(Stored data)
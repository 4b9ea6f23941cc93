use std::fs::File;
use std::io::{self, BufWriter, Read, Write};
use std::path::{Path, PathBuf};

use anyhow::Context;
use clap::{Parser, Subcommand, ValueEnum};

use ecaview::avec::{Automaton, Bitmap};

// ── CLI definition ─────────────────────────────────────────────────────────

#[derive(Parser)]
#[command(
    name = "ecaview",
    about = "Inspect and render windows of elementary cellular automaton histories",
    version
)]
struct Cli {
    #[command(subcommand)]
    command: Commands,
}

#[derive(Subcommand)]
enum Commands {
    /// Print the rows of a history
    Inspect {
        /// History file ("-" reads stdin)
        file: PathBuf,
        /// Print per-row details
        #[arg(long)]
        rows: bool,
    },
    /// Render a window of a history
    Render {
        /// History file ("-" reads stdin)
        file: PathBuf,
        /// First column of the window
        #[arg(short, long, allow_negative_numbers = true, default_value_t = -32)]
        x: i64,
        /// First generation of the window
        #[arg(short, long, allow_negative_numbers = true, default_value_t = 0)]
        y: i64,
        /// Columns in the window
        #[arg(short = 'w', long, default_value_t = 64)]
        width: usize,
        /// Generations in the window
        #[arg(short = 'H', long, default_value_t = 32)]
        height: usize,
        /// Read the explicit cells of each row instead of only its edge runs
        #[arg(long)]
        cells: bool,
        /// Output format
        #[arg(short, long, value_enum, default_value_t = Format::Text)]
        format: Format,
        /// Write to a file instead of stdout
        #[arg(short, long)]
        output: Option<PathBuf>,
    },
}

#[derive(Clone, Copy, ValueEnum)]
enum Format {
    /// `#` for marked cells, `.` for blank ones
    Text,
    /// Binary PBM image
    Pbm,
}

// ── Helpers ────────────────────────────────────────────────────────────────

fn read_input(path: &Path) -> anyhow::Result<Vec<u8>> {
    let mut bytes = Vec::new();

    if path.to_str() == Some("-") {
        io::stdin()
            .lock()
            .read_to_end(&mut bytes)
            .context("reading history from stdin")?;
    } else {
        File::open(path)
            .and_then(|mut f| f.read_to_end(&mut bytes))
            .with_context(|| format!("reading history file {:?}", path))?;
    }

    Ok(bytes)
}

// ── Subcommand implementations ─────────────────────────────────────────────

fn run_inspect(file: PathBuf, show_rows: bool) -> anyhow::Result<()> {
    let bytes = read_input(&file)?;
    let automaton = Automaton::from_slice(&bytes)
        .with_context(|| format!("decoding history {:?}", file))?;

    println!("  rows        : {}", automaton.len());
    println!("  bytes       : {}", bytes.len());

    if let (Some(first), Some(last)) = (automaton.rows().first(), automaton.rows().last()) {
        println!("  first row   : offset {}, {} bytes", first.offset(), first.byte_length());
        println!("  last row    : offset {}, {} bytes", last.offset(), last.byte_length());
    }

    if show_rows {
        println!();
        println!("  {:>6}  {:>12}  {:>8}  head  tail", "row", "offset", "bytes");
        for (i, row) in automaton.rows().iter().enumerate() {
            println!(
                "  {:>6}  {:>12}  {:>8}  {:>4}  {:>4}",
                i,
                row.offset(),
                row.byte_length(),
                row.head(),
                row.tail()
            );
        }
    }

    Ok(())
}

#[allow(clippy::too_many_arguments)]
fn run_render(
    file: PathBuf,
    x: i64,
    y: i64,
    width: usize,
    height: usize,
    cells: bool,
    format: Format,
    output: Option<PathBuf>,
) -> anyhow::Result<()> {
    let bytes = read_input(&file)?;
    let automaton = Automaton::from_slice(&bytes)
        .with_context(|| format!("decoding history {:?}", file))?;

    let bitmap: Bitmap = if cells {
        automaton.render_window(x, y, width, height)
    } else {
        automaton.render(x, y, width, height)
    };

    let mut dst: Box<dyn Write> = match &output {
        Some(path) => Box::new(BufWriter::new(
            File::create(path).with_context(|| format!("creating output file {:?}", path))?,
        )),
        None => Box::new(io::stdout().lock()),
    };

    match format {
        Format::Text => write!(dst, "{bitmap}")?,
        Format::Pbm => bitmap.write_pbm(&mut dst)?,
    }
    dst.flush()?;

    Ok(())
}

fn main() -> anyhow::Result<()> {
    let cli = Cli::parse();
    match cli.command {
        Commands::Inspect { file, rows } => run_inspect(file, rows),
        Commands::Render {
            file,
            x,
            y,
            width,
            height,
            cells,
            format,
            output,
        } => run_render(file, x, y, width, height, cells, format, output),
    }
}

### Work required
Search the records for the string "reading" and, wherever a line contains it, please copy that line.

### Exercise solution
            .context("reading history from stdin")?;
            .with_context(|| format!("reading history file {:?}", path))?;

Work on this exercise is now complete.